Een nadere kennismaking met de druif
EEN druif, ja, dat ben ik, een druif. U hebt mij geproefd zoals ik rechtstreeks van de wijnstok kwam, u hebt mij gedroogd tot rozijn, mij gekneusd voor uw wijnen, jam en gelei van mij gemaakt en mij in uw salades gedaan. Ik heb u op vele manieren behaagd, maar hebt u er wel eens over nagedacht hoe belangrijk mijn bestaan is?
Ik was hier reeds lang voordat u en uw voorouders op deze aarde kwamen. Ik werd trouwens voor uw plezier geschapen. Mijn groei werd voor een korte tijdsperiode onderbroken vanwege de vloed in de dagen van Noach, maar ik verwierf mij opnieuw algemene bekendheid, zowel ten goede als ten kwade, toen Noach een weinig te veel dronk. — Gen. 9:20, 21.
Wijn is mijn specialiteit. Wanneer ik met mate genuttigd word, kan ik het hart verheugen en het hart in een vrolijke stemming brengen (Ps. 104:15; Esth. 1:10). Ik kan medicinaal gebruikt worden, zoals de apostel Paulus Timótheüs aanraadde, of aangewend worden om infectie van een wond te voorkomen (1 Tim. 5:23; Luk. 10:34). Tegenwoordig word ik wel gebruikt om het bloed te versterken van hen die aan bloedarmoede lijden.
De Israëlieten ontdekten hoe rijk ik in het land Kanaän vrucht droeg toen hun verspieders het land van „melk en honing” binnengingen en terugkwamen met wat slechts één tros druiven was, een tros die zo groot was dat ze bevestigd moest worden aan een draagstok die door twee man op de schouders genomen moest worden (Num. 13:27, 23). Dit gebied stond bekend om zijn rijke produktie van druiven. Eén tros kon zo’n negen tot elf pond wegen, terwijl men zelfs een tros heeft geregistreerd die de 20,4 kg haalde.

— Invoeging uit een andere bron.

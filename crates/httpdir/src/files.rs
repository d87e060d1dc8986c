use std::fs;
use std::path::{Component, Path, PathBuf};

/// What a request target points at inside the served tree.
#[derive(Clone, Debug, PartialEq, Eq)]
pub(crate) enum Resolved {
    /// An on-disk file to stream back.
    File(PathBuf),
    /// A directory with no index file; render a generated listing.
    Listing(PathBuf),
    /// A directory requested without a trailing slash; relative links
    /// only resolve correctly against the slash-terminated form.
    Redirect(String),
    /// The target stepped outside the served tree.
    Forbidden,
    NotFound,
}

impl Resolved {
    pub(crate) fn status(&self) -> u16 {
        match self {
            Self::File(_) | Self::Listing(_) => 200,
            Self::Redirect(_) => 301,
            Self::Forbidden => 403,
            Self::NotFound => 404,
        }
    }
}

/// Map a request target onto the served tree.
///
/// The caller is expected to have stripped any query string. A
/// directory resolves to its `index.html` when one exists, otherwise to
/// a listing.
pub(crate) fn resolve(root: &Path, target: &str) -> Resolved {
    let Some(rel) = sandboxed(target) else {
        return Resolved::Forbidden;
    };

    let path = root.join(rel);
    if path.is_file() {
        return Resolved::File(path);
    }
    if path.is_dir() {
        if !target.ends_with('/') {
            return Resolved::Redirect(format!("{target}/"));
        }
        let index = path.join("index.html");
        if index.is_file() {
            return Resolved::File(index);
        }
        return Resolved::Listing(path);
    }
    Resolved::NotFound
}

/// Reduce a request path to a relative path that cannot escape the
/// served root. Parent-directory and root segments are rejected rather
/// than normalized away.
fn sandboxed(target: &str) -> Option<PathBuf> {
    let rel = target.strip_prefix('/').unwrap_or(target);
    let mut clean = PathBuf::new();
    for component in Path::new(rel).components() {
        match component {
            Component::Normal(segment) => clean.push(segment),
            Component::CurDir => {}
            Component::ParentDir | Component::RootDir | Component::Prefix(_) => return None,
        }
    }
    Some(clean)
}

/// Render the fallback directory listing as an HTML page.
///
/// Entries are sorted by name, directories marked with a trailing
/// slash, matching what browsers get from stock development servers.
pub(crate) fn listing(dir: &Path, target: &str) -> std::io::Result<String> {
    let mut entries = Vec::new();
    for entry in fs::read_dir(dir)? {
        let entry = entry?;
        let mut name = entry.file_name().to_string_lossy().into_owned();
        if entry.file_type()?.is_dir() {
            name.push('/');
        }
        entries.push(name);
    }
    entries.sort();

    let title = format!("Directory listing for {}", escape_html(target));
    let mut page = String::new();
    page.push_str("<!DOCTYPE HTML>\n<html>\n<head>\n<meta charset=\"utf-8\">\n");
    page.push_str(&format!("<title>{title}</title>\n</head>\n<body>\n"));
    page.push_str(&format!("<h1>{title}</h1>\n<hr>\n<ul>\n"));
    for name in &entries {
        let href = escape_html(name);
        let label = escape_html(name);
        page.push_str(&format!("<li><a href=\"{href}\">{label}</a></li>\n"));
    }
    page.push_str("</ul>\n<hr>\n</body>\n</html>\n");
    Ok(page)
}

fn escape_html(text: &str) -> String {
    let mut escaped = String::with_capacity(text.len());
    for c in text.chars() {
        match c {
            '&' => escaped.push_str("&amp;"),
            '<' => escaped.push_str("&lt;"),
            '>' => escaped.push_str("&gt;"),
            '"' => escaped.push_str("&quot;"),
            _ => escaped.push(c),
        }
    }
    escaped
}

#[cfg(test)]
mod tests {
    use super::*;

    use std::fs;

    fn fixture() -> tempfile::TempDir {
        let root = tempfile::tempdir().unwrap();
        fs::write(root.path().join("hello.txt"), "hello\n").unwrap();
        fs::create_dir(root.path().join("sub")).unwrap();
        fs::write(root.path().join("sub/page.html"), "<p>page</p>").unwrap();
        root
    }

    #[test]
    fn file_targets_resolve_to_the_file() {
        let root = fixture();
        assert_eq!(
            resolve(root.path(), "/hello.txt"),
            Resolved::File(root.path().join("hello.txt"))
        );
        assert_eq!(
            resolve(root.path(), "/sub/page.html"),
            Resolved::File(root.path().join("sub/page.html"))
        );
    }

    #[test]
    fn directories_prefer_their_index_file() {
        let root = fixture();
        fs::write(root.path().join("sub/index.html"), "<p>index</p>").unwrap();
        assert_eq!(
            resolve(root.path(), "/sub/"),
            Resolved::File(root.path().join("sub/index.html"))
        );
    }

    #[test]
    fn directories_without_an_index_list_their_entries() {
        let root = fixture();
        assert_eq!(
            resolve(root.path(), "/sub/"),
            Resolved::Listing(root.path().join("sub"))
        );
    }

    #[test]
    fn bare_directory_targets_redirect_to_the_slash_form() {
        let root = fixture();
        assert_eq!(
            resolve(root.path(), "/sub"),
            Resolved::Redirect("/sub/".to_owned())
        );
    }

    #[test]
    fn parent_segments_are_forbidden() {
        let root = fixture();
        assert_eq!(resolve(root.path(), "/../hello.txt"), Resolved::Forbidden);
        assert_eq!(resolve(root.path(), "/sub/../../etc"), Resolved::Forbidden);
    }

    #[test]
    fn unknown_targets_are_not_found() {
        let root = fixture();
        assert_eq!(resolve(root.path(), "/missing.txt"), Resolved::NotFound);
        assert_eq!(resolve(root.path(), "/sub/missing/"), Resolved::NotFound);
    }

    #[test]
    fn listing_is_sorted_and_marks_directories() {
        let root = fixture();
        let page = listing(root.path(), "/").unwrap();
        let hello = page.find("hello.txt").unwrap();
        let sub = page.find("sub/").unwrap();
        assert!(hello < sub);
    }

    #[test]
    fn listing_escapes_markup_in_names() {
        let root = fixture();
        fs::write(root.path().join("a&b.txt"), "").unwrap();
        let page = listing(root.path(), "/").unwrap();
        assert!(page.contains("a&amp;b.txt"));
        assert!(!page.contains("a&b.txt"));
    }
}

Eeuwenlang kende men mij slechts in één soort, Vitis vinifera, een druif uit de Oude Wereld. Maar naarmate de beschaving toenam, nam de belangstelling in mijn teelt ook toe. Zaden en stekken verbreidden zich van de Oude Wereld naar Klein-Azië, daarna naar Griekenland en Sicilië. De Feniciërs brachten op hun reizen mijn voorouders naar Gallië. De Romeinen introduceerden mij in Engeland, en later bereikte ik ook India en Amerika. Vandaag de dag word ik geteeld op alle continenten en eilanden waar het klimaat gunstig is.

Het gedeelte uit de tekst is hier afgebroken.